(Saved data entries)
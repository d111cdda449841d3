//! Pre-fitted feature scaler
//!
//! Every supported scaler reduces to per-feature `(x - center) / scale`:
//!
//! | kind     | center | scale          |
//! |----------|--------|----------------|
//! | standard | mean   | std deviation  |
//! | min_max  | min    | max - min      |
//! | robust   | median | IQR            |
//! | max_abs  | 0      | max \|x\|      |

use serde::{Deserialize, Serialize};
use std::fmt;

use super::Transform;
use crate::error::{ArtifactError, InferenceError};
use crate::record::{RiskRecord, FEATURE_COUNT, FEATURE_NAMES};

/// Type of fitted scaler
#[derive(Debug, Clone, Copy, PartialEq, Eq, Serialize, Deserialize)]
#[serde(rename_all = "snake_case")]
pub enum ScalerKind {
    Standard,
    MinMax,
    Robust,
    MaxAbs,
}

impl fmt::Display for ScalerKind {
    fn fmt(&self, f: &mut fmt::Formatter<'_>) -> fmt::Result {
        match self {
            ScalerKind::Standard => write!(f, "standard"),
            ScalerKind::MinMax => write!(f, "min_max"),
            ScalerKind::Robust => write!(f, "robust"),
            ScalerKind::MaxAbs => write!(f, "max_abs"),
        }
    }
}

/// Scaler parameters exported from a trained pipeline
#[derive(Debug, Clone, PartialEq, Serialize, Deserialize)]
pub struct FittedScaler {
    pub kind: ScalerKind,
    /// Column names in the order the parameters apply
    pub feature_names: Vec<String>,
    pub center: Vec<f64>,
    pub scale: Vec<f64>,
}

impl FittedScaler {
    /// A standard scaler that leaves features unchanged
    pub fn identity() -> Self {
        Self {
            kind: ScalerKind::Standard,
            feature_names: FEATURE_NAMES.iter().map(|s| s.to_string()).collect(),
            center: vec![0.0; FEATURE_COUNT],
            scale: vec![1.0; FEATURE_COUNT],
        }
    }

    /// Check the parameters against the record schema
    pub fn check(&self, name: &str) -> Result<(), ArtifactError> {
        if self.feature_names != FEATURE_NAMES {
            return Err(ArtifactError::incompatible(
                name,
                format!(
                    "feature names {:?} do not match expected {:?}",
                    self.feature_names, FEATURE_NAMES
                ),
            ));
        }
        for (what, values) in [("center", &self.center), ("scale", &self.scale)] {
            if values.len() != FEATURE_COUNT {
                return Err(ArtifactError::incompatible(
                    name,
                    format!("{} has {} values, expected {}", what, values.len(), FEATURE_COUNT),
                ));
            }
            if let Some(i) = values.iter().position(|v| !v.is_finite()) {
                return Err(ArtifactError::corrupt(
                    name,
                    format!("{} for '{}' is not finite", what, FEATURE_NAMES[i]),
                ));
            }
        }
        if let Some(i) = self.scale.iter().position(|s| *s == 0.0) {
            return Err(ArtifactError::corrupt(
                name,
                format!("scale for '{}' is zero", FEATURE_NAMES[i]),
            ));
        }
        if self.kind == ScalerKind::MaxAbs {
            if let Some(i) = self.center.iter().position(|c| *c != 0.0) {
                return Err(ArtifactError::corrupt(
                    name,
                    format!("max_abs scaler has non-zero center for '{}'", FEATURE_NAMES[i]),
                ));
            }
        }
        Ok(())
    }

    /// Scale a raw feature vector
    pub fn transform_features(&self, features: &[f64]) -> Result<Vec<f64>, InferenceError> {
        if features.len() != self.center.len() {
            return Err(InferenceError::FeatureCountMismatch {
                expected: self.center.len(),
                actual: features.len(),
            });
        }
        Ok(features
            .iter()
            .zip(self.center.iter().zip(&self.scale))
            .map(|(x, (c, s))| (x - c) / s)
            .collect())
    }
}

impl Transform for FittedScaler {
    fn transform(&self, record: &RiskRecord) -> Result<Vec<f64>, InferenceError> {
        self.transform_features(&record.to_features())
    }
}

#[cfg(test)]
mod tests {
    use super::*;

    fn standard() -> FittedScaler {
        FittedScaler {
            kind: ScalerKind::Standard,
            feature_names: FEATURE_NAMES.iter().map(|s| s.to_string()).collect(),
            center: vec![0.5, 53.0, 27.5, 47.0, 96.0, 1.55, 1.4, 1.2, 0.1, 0.05, 0.8],
            scale: vec![0.5, 6.8, 5.2, 15.0, 12.0, 0.12, 0.7, 0.55, 0.3, 0.22, 0.4],
        }
    }

    #[test]
    fn test_yaml_artifact_parses_and_checks() {
        let yaml = r#"
kind: min_max
feature_names: [gender, age_years, bmi, tekanan_denyut_nadi, tekanan_arteri_ratarata,
                sys_dsys_ratio, cholesterol, gluc, smoke, alco, active]
center: [0, 29, 10, 0, 50, 0.5, 1, 1, 0, 0, 0]
scale: [1, 36, 50, 120, 110, 2.5, 2, 2, 1, 1, 1]
"#;
        let scaler: FittedScaler = serde_yaml::from_str(yaml).unwrap();
        assert_eq!(scaler.kind, ScalerKind::MinMax);
        assert!(scaler.check("scaler.yaml").is_ok());

        let scaled = scaler
            .transform_features(&[1.0, 65.0, 35.0, 60.0, 105.0, 1.75, 3.0, 1.0, 1.0, 0.0, 1.0])
            .unwrap();
        assert_eq!(scaled[0], 1.0);
        assert_eq!(scaled[1], 1.0);
        assert_eq!(scaled[3], 0.5);
        assert_eq!(scaled[6], 1.0);
    }

    #[test]
    fn test_feature_order_must_match_schema() {
        let mut scaler = standard();
        scaler.feature_names.swap(0, 1);
        let err = scaler.check("scaler.json").unwrap_err();
        assert!(matches!(err, ArtifactError::IncompatibleSchema { .. }));

        let mut scaler = standard();
        scaler.center.pop();
        assert!(matches!(
            scaler.check("scaler.json").unwrap_err(),
            ArtifactError::IncompatibleSchema { .. }
        ));
    }

    #[test]
    fn test_degenerate_parameters_are_corrupt() {
        let mut scaler = standard();
        scaler.scale[4] = 0.0;
        assert!(matches!(scaler.check("s").unwrap_err(), ArtifactError::Corrupt { .. }));

        let mut scaler = standard();
        scaler.center[2] = f64::INFINITY;
        assert!(matches!(scaler.check("s").unwrap_err(), ArtifactError::Corrupt { .. }));

        let mut scaler = FittedScaler::identity();
        scaler.kind = ScalerKind::MaxAbs;
        scaler.center[0] = 1.0;
        assert!(matches!(scaler.check("s").unwrap_err(), ArtifactError::Corrupt { .. }));
    }

    #[test]
    fn test_wrong_width_is_rejected() {
        let err = standard().transform_features(&[1.0, 2.0]).unwrap_err();
        assert_eq!(err, InferenceError::FeatureCountMismatch { expected: 11, actual: 2 });
    }
}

▸ **Task objective**
Using the records above, copy word for word the line with "for (what, values)", the line with "raw feature vector", and every line between them.

▸ **Task answer**
        for (what, values) in [("center", &self.center), ("scale", &self.scale)] {
            if values.len() != FEATURE_COUNT {
                return Err(ArtifactError::incompatible(
                    name,
                    format!("{} has {} values, expected {}", what, values.len(), FEATURE_COUNT),
                ));
            }
            if let Some(i) = values.iter().position(|v| !v.is_finite()) {
                return Err(ArtifactError::corrupt(
                    name,
                    format!("{} for '{}' is not finite", what, FEATURE_NAMES[i]),
                ));
            }
        }
        if let Some(i) = self.scale.iter().position(|s| *s == 0.0) {
            return Err(ArtifactError::corrupt(
                name,
                format!("scale for '{}' is zero", FEATURE_NAMES[i]),
            ));
        }
        if self.kind == ScalerKind::MaxAbs {
            if let Some(i) = self.center.iter().position(|c| *c != 0.0) {
                return Err(ArtifactError::corrupt(
                    name,
                    format!("max_abs scaler has non-zero center for '{}'", FEATURE_NAMES[i]),
                ));
            }
        }
        Ok(())
    }

    /// Scale a raw feature vector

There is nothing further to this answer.